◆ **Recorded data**
§

use std::ops::Range;
use std::sync::OnceLock;

use regex::Regex;

use super::style::RichTextStyle;
use crate::document::format::{Color, FontStyle, FontWeight, TextAlignment};

pub(crate) const BULLET: char = '•';
pub(crate) const BULLET_PREFIX: &str = "• ";

/// Editing commands understood by [`Editor::apply`](super::Editor::apply).
///
/// Commands act on the editor's current selection; offsets are character
/// offsets into the buffer.
#[derive(Debug, Clone, PartialEq)]
pub enum Cmd {
    /// Replaces the selection with `text` in the pending style.
    InsertText { text: String },
    DeleteBackward,
    DeleteForward,
    DeleteSelection,
    /// Selects from `anchor` to `caret`, clamped to the buffer.
    SetSelection { anchor: usize, caret: usize },
    Style(StyleChange),
    IncreaseIndent,
    DecreaseIndent,
    ToggleBulletList,
    ToggleNumberedList,
    SetAlignment(TextAlignment),
    InsertTable { rows: usize, columns: usize },
}

/// A character-format edit, applied per run to a selection or to the pending
/// insertion style.
#[derive(Debug, Clone, PartialEq)]
pub enum StyleChange {
    ToggleBold,
    ToggleItalic,
    ToggleUnderline,
    FontFamily(String),
    /// Ignored unless finite and positive.
    FontSize(f64),
    Foreground(Option<Color>),
    Background(Option<Color>),
}

impl StyleChange {
    pub fn is_valid(&self) -> bool {
        match self {
            StyleChange::FontSize(size) => size.is_finite() && *size > 0.0,
            _ => true,
        }
    }

    pub fn apply(&self, style: &RichTextStyle) -> RichTextStyle {
        let style = style.clone();
        match self {
            StyleChange::ToggleBold => {
                let weight = if style.font_weight == FontWeight::BOLD {
                    FontWeight::NORMAL
                } else {
                    FontWeight::BOLD
                };
                style.with_font_weight(weight)
            }
            StyleChange::ToggleItalic => {
                let font_style = if style.is_italic() {
                    FontStyle::Normal
                } else {
                    FontStyle::Italic
                };
                style.with_font_style(font_style)
            }
            StyleChange::ToggleUnderline => {
                let underline = !style.underline;
                style.with_underline(underline)
            }
            StyleChange::FontFamily(family) => style.with_font_family(family.clone()),
            StyleChange::FontSize(size) => style.with_font_size(*size),
            StyleChange::Foreground(color) => style.with_foreground(*color),
            StyleChange::Background(color) => style.with_background(*color),
        }
    }
}

/// A line of buffer text: its start and length, excluding the newline.
#[derive(Debug, Clone, Copy, PartialEq, Eq)]
pub struct LineRange {
    pub start: usize,
    pub len: usize,
}

impl LineRange {
    pub fn end(&self) -> usize {
        self.start + self.len
    }
}

/// Every line of `chars`. Empty text is one empty line.
pub(crate) fn lines(chars: &[char]) -> Vec<LineRange> {
    let mut lines = Vec::new();
    let mut start = 0;
    for (index, ch) in chars.iter().enumerate() {
        if *ch == '\n' {
            lines.push(LineRange {
                start,
                len: index - start,
            });
            start = index + 1;
        }
    }
    lines.push(LineRange {
        start,
        len: chars.len() - start,
    });
    lines
}

/// Lines touched by `selection`. A selection ending right after a newline
/// does not include the following line.
pub(crate) fn selected_lines(chars: &[char], selection: &Range<usize>) -> Vec<LineRange> {
    let len = chars.len();
    let start = selection.start.min(len);
    let end = selection.end.min(len);
    let last = if end > start { end - 1 } else { start };

    let line_of = |offset: usize| chars[..offset].iter().filter(|ch| **ch == '\n').count();
    let (first_line, last_line) = (line_of(start), line_of(last));
    lines(chars)
        .into_iter()
        .skip(first_line)
        .take(last_line - first_line + 1)
        .collect()
}

fn line_chars<'a>(chars: &'a [char], line: &LineRange) -> &'a [char] {
    &chars[line.start..line.end()]
}

pub(crate) fn starts_with_bullet(chars: &[char], line: &LineRange) -> bool {
    match line_chars(chars, line) {
        [first] => *first == BULLET,
        [first, second, ..] => *first == BULLET && *second == ' ',
        [] => false,
    }
}

/// Characters to delete to drop a bullet prefix.
pub(crate) fn bullet_prefix_len(chars: &[char], line: &LineRange) -> usize {
    if !starts_with_bullet(chars, line) {
        return 0;
    }
    if line.len > 1 { 2 } else { 1 }
}

/// Length of a `"{n}. "` prefix at the start of the line.
pub(crate) fn number_prefix_len(chars: &[char], line: &LineRange) -> Option<usize> {
    static NUMBER_PREFIX: OnceLock<Regex> = OnceLock::new();
    let regex = NUMBER_PREFIX
        .get_or_init(|| Regex::new(r"^\d+\. ").expect("Invalid number prefix regex"));
    let text: String = line_chars(chars, line).iter().collect();
    regex
        .find(&text)
        .map(|found| found.as_str().chars().count())
}

/// Leading indentation removed by one outdent step: a single tab, or up to
/// `spaces_per_tab` spaces.
pub(crate) fn indent_removal(chars: &[char], line: &LineRange, spaces_per_tab: usize) -> usize {
    let content = line_chars(chars, line);
    if content.first() == Some(&'\t') {
        return 1;
    }
    content
        .iter()
        .take(spaces_per_tab)
        .take_while(|ch| **ch == ' ')
        .count()
}
use std::rc::Rc;

use super::engine::DocumentLayout;
use super::entry::EntryContent;
use super::shaping::ShapedText;
use crate::document::NodeId;
use crate::geometry::{Point, Rect, Thickness};

/// Geometry of one top-level text entry, used for hit testing and caret
/// placement.
#[derive(Debug, Clone)]
pub struct TextBlockVisual {
    pub node: NodeId,
    pub layout: Rc<dyn ShapedText>,
    pub text_origin: Point,
    pub text_bounds: Rect,
    /// Top of the slot, before the entry's top margin.
    pub top: f64,
    pub text_top: f64,
    pub text_bottom: f64,
    /// Bottom of the slot, after the entry's bottom margin.
    pub bottom: f64,
    pub content_left: f64,
    pub content_right: f64,
    pub marker_indent: f64,
    pub margin: Thickness,
}

impl DocumentLayout {
    /// Visual records for the top-level text entries, in document order.
    /// Tables and anchored blocks advance the vertical cursor but produce no
    /// record.
    pub fn text_block_visuals(&self) -> Vec<TextBlockVisual> {
        let base_x = self.page_padding.left;
        let mut y = self.page_padding.top;
        let mut visuals = Vec::with_capacity(self.entries.len());

        for entry in &self.entries {
            let block_top = y + entry.margin.top;
            let layout = match &entry.content {
                EntryContent::Table(table) => {
                    y = block_top + table.height + entry.margin.bottom;
                    continue;
                }
                EntryContent::Anchored(anchored) => {
                    y = block_top + anchored.vertical_offset + anchored.height + entry.margin.bottom;
                    continue;
                }
                EntryContent::Text(layout) => layout,
            };

            let content_left = base_x + entry.margin.left;
            let marker_indent = entry.content_indent;
            let text_origin = Point::new(content_left + marker_indent, block_top);
            let text_bottom = block_top + layout.height();
            let bottom = text_bottom + entry.margin.bottom;

            visuals.push(TextBlockVisual {
                node: entry.node,
                layout: Rc::clone(layout),
                text_origin,
                text_bounds: Rect::new(text_origin.x, text_origin.y, layout.width(), layout.height()),
                top: y,
                text_top: block_top,
                text_bottom,
                bottom,
                content_left,
                content_right: content_left + marker_indent + layout.width(),
                marker_indent,
                margin: entry.margin,
            });
            y = bottom;
        }

        visuals
    }
}
impl FlowDocument {
    pub fn new() -> Self {
        Self {
            id: DocumentId::next(),
            nodes: Arena::new(),
            blocks: Vec::new(),
            defaults: DocumentDefaults::default(),
            revision: 0,
            dirty: false,
        }
    }

    pub fn id(&self) -> DocumentId {
        self.id
    }

    pub fn revision(&self) -> u64 {
        self.revision
    }

    pub fn is_dirty(&self) -> bool {
        self.dirty
    }

    /// Returns whether anything changed since the last call and clears the flag.
    pub fn take_changed(&mut self) -> bool {
        std::mem::take(&mut self.dirty)
    }

    pub fn node_count(&self) -> usize {
        self.nodes.len()
    }

    /// Whether `id` still names a live node. Handles of deleted nodes miss.
    pub fn contains(&self, id: NodeId) -> bool {
        self.nodes.contains(id)
    }

    pub fn defaults(&self) -> &DocumentDefaults {
        &self.defaults
    }

    pub fn set_defaults(&mut self, update: impl FnOnce(&mut DocumentDefaults)) {
        let before = self.defaults.clone();
        update(&mut self.defaults);
        if self.defaults != before {
            self.touch("defaults");
        }
    }

    /// Creates a free-standing node. It joins the document once inserted
    /// into an attached collection.
    pub fn create(&mut self, element: Element) -> NodeId {
        self.nodes.allocate(Node {
            element,
            parent: None,
            children: Default::default(),
        })
    }

    pub fn element(&self, id: NodeId) -> Result<&Element, TreeError> {
        self.get(id).ok_or(TreeError::UnknownNode(id))
    }

    pub(crate) fn get(&self, id: NodeId) -> Option<&Element> {
        self.nodes.get(id).map(|node| &node.element)
    }

    /// Edits a node in place. The node kind may change its properties but not
    /// its variant.
    pub fn update(
        &mut self,
        id: NodeId,
        edit: impl FnOnce(&mut Element),
    ) -> Result<(), TreeError> {
        let node = self.nodes.get_mut(id).ok_or(TreeError::UnknownNode(id))?;
        let mut element = node.element.clone();
        edit(&mut element);
        if std::mem::discriminant(&element.kind) != std::mem::discriminant(&node.element.kind) {
            return Err(TreeError::KindChanged {
                from: node.element.kind.name(),
                to: element.kind.name(),
            });
        }
        if element == node.element {
            return Ok(());
        }
        node.element = element;
        if self.is_attached(id) {
            self.touch("update");
        }
        Ok(())
    }

    pub fn parent(&self, id: NodeId) -> Option<Parent> {
        self.nodes.get(id).and_then(|node| node.parent)
    }

    /// A node is attached when its owner chain reaches the document root.
    pub fn is_attached(&self, id: NodeId) -> bool {
        let mut current = id;
        loop {
            match self.parent(current) {
                Some(Parent {
                    owner: Owner::Document,
                    ..
                }) => return true,
                Some(Parent {
                    owner: Owner::Node(owner),
                    ..
                }) => current = owner,
                None => return false,
            }
        }
    }

    pub fn children(
        &self,
        owner: impl Into<Owner>,
        collection: Collection,
    ) -> Result<&[NodeId], TreeError> {
        let owner = owner.into();
        self.check_collection(owner, collection)?;
        Ok(self.child_slice(owner, collection))
    }

    /// Children without validation; empty for unknown owners or collections.
    pub(crate) fn child_slice(&self, owner: Owner, collection: Collection) -> &[NodeId] {
        match owner {
            Owner::Document if collection == Collection::Blocks => &self.blocks,
            Owner::Document => &[],
            Owner::Node(id) => self
                .nodes
                .get(id)
                .map(|node| node.children[collection.slot()].as_slice())
                .unwrap_or(&[]),
        }
    }

    pub fn blocks(&self) -> &[NodeId] {
        &self.blocks
    }

    pub fn append(
        &mut self,
        owner: impl Into<Owner>,
        collection: Collection,
        child: NodeId,
    ) -> Result<(), TreeError> {
        let owner = owner.into();
        let index = self.children(owner, collection)?.len();
        self.insert(owner, collection, index, child)
    }

    pub fn insert(
        &mut self,
        owner: impl Into<Owner>,
        collection: Collection,
        index: usize,
        child: NodeId,
    ) -> Result<(), TreeError> {
        let owner = owner.into();
        self.check_insertable(owner, collection, child)?;
        let len = self.child_slice(owner, collection).len();
        if index > len {
            return Err(TreeError::IndexOutOfRange { index, len });
        }

        self.list_mut(owner, collection)?.insert(index, child);
        self.set_parent(child, Some(Parent { owner, collection }));
        if self.owner_attached(owner) {
            self.touch("insert");
        }
        Ok(())
    }

    /// Detaches `child` from the collection. The node stays alive and may be
    /// inserted elsewhere.
    pub fn remove(
        &mut self,
        owner: impl Into<Owner>,
        collection: Collection,
        child: NodeId,
    ) -> Result<(), TreeError> {
        let owner = owner.into();
        let index = self
            .children(owner, collection)?
            .iter()
            .position(|id| *id == child)
            .ok_or(TreeError::NotAChild { child })?;
        self.remove_at(owner, collection, index).map(|_| ())
    }

    pub fn remove_at(
        &mut self,
        owner: impl Into<Owner>,
        collection: Collection,
        index: usize,
    ) -> Result<NodeId, TreeError> {
        let owner = owner.into();
        let len = self.children(owner, collection)?.len();
        if index >= len {
            return Err(TreeError::IndexOutOfRange { index, len });
        }

        let attached = self.owner_attached(owner);
        let child = self.list_mut(owner, collection)?.remove(index);
        self.set_parent(child, None);
        if attached {
            self.touch("remove");
        }
        Ok(child)
    }

    /// Swaps the child at `index` for `child`, returning the detached node.
    pub fn replace(
        &mut self,
        owner: impl Into<Owner>,
        collection: Collection,
        index: usize,
        child: NodeId,
    ) -> Result<NodeId, TreeError> {
        let owner = owner.into();
        let len = self.children(owner, collection)?.len();
        if index >= len {
            return Err(TreeError::IndexOutOfRange { index, len });
        }
        self.check_insertable(owner, collection, child)?;

        let list = self.list_mut(owner, collection)?;
        let previous = std::mem::replace(&mut list[index], child);
        self.set_parent(previous, None);
        self.set_parent(child, Some(Parent { owner, collection }));
        if self.owner_attached(owner) {
            self.touch("replace");
        }
        Ok(previous)
    }

    /// Detaches every child of the collection and returns them in order.
    pub fn clear(
        &mut self,
        owner: impl Into<Owner>,
        collection: Collection,
    ) -> Result<Vec<NodeId>, TreeError> {
        let owner = owner.into();
        self.check_collection(owner, collection)?;
        let removed = std::mem::take(self.list_mut(owner, collection)?);
        for child in &removed {
            self.set_parent(*child, None);
        }
        if !removed.is_empty() && self.owner_attached(owner) {
            self.touch("clear");
        }
        Ok(removed)
    }

    /// Frees a detached node and its whole subtree.
    pub fn delete(&mut self, id: NodeId) -> Result<(), TreeError> {
        let node = self.nodes.get(id).ok_or(TreeError::UnknownNode(id))?;
        if node.parent.is_some() {
            return Err(TreeError::StillOwned { node: id });
        }

        let mut pending = vec![id];
        while let Some(current) = pending.pop() {
            if let Some(node) = self.nodes.deallocate(current) {
                pending.extend(node.children.into_iter().flatten());
            }
        }
        Ok(())
    }

    /// Plain-text projection of the whole document.
    pub fn text(&self) -> String {
        let mut out = String::new();
        for block in &self.blocks {
            self.collect_text(*block, &mut out);
        }
        out
    }

    /// Plain-text projection of one node.
    ///
    /// Line breaks become `"\n"`, list items get their marker prefix and a
    /// trailing newline, and tables contribute nothing.
    pub fn plain_text(&self, id: NodeId) -> Result<String, TreeError> {
        self.element(id)?;
        let mut out = String::new();
        self.collect_text(id, &mut out);
        Ok(out)
    }

    fn collect_text(&self, id: NodeId, out: &mut String) {
        let Some(element) = self.get(id) else {
            return;
        };
        let owner = Owner::Node(id);
        match &element.kind {
            NodeKind::Run { text } => out.push_str(text),
            NodeKind::LineBreak => out.push('\n'),
            NodeKind::Opaque { text, .. } => out.push_str(text),
            NodeKind::List(props) => {
                let mut index = props.first_index();
                for item in self.child_slice(owner, Collection::ListItems) {
                    out.push_str(&props.marker_text(index));
                    out.push(' ');
                    self.collect_text(*item, out);
                    out.push('\n');
                    index += 1;
                }
            }
            NodeKind::Table(_) | NodeKind::TableColumn { .. } => {}
            kind => {
                for collection in kind.collections() {
                    for child in self.child_slice(owner, *collection) {
                        self.collect_text(*child, out);
                    }
                }
            }
        }
    }

    fn check_collection(&self, owner: Owner, collection: Collection) -> Result<(), TreeError> {
        match owner {
            Owner::Document if collection == Collection::Blocks => Ok(()),
            Owner::Document => Err(TreeError::NoSuchCollection {
                collection,
                kind: "FlowDocument",
            }),
            Owner::Node(id) => {
                let kind = &self.element(id)?.kind;
                if kind.has_collection(collection) {
                    Ok(())
                } else {
                    Err(TreeError::NoSuchCollection {
                        collection,
                        kind: kind.name(),
                    })
                }
            }
        }
    }

    fn check_insertable(
        &self,
        owner: Owner,
        collection: Collection,
        child: NodeId,
    ) -> Result<(), TreeError> {
        self.check_collection(owner, collection)?;
        let node = self.nodes.get(child).ok_or(TreeError::UnknownNode(child))?;
        if !collection.accepts(&node.element.kind) {
            return Err(TreeError::WrongKind {
                collection,
                kind: node.element.kind.name(),
            });
        }
        if node.parent.is_some() {
            return Err(TreeError::AlreadyOwned { child });
        }

        let mut ancestor = owner;
        while let Owner::Node(id) = ancestor {
            if id == child {
                return Err(TreeError::Cycle { child });
            }
            ancestor = match self.parent(id) {
                Some(parent) => parent.owner,
                None => break,
            };
        }
        Ok(())
    }

    fn list_mut(
        &mut self,
        owner: Owner,
        collection: Collection,
    ) -> Result<&mut Vec<NodeId>, TreeError> {
        match owner {
            Owner::Document => Ok(&mut self.blocks),
            Owner::Node(id) => self
                .nodes
                .get_mut(id)
                .map(|node| &mut node.children[collection.slot()])
                .ok_or(TreeError::UnknownNode(id)),
        }
    }

    fn set_parent(&mut self, id: NodeId, parent: Option<Parent>) {
        if let Some(node) = self.nodes.get_mut(id) {
            node.parent = parent;
        }
    }

    fn owner_attached(&self, owner: Owner) -> bool {
        match owner {
            Owner::Document => true,
            Owner::Node(id) => self.is_attached(id),
        }
    }

    fn touch(&mut self, reason: &str) {
        self.revision += 1;
        self.dirty = true;
        log::trace!("document {:?} changed ({reason}), revision {}", self.id, self.revision);
    }
}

§

◆ **Try it**
Using the records above, output exactly the lines from the first through the line that contains "the pending style.", with both of those included.

◆ **Written answer**
use std::ops::Range;
use std::sync::OnceLock;

use regex::Regex;

use super::style::RichTextStyle;
use crate::document::format::{Color, FontStyle, FontWeight, TextAlignment};

pub(crate) const BULLET: char = '•';
pub(crate) const BULLET_PREFIX: &str = "• ";

/// Editing commands understood by [`Editor::apply`](super::Editor::apply).
///
/// Commands act on the editor's current selection; offsets are character
/// offsets into the buffer.
#[derive(Debug, Clone, PartialEq)]
pub enum Cmd {
    /// Replaces the selection with `text` in the pending style.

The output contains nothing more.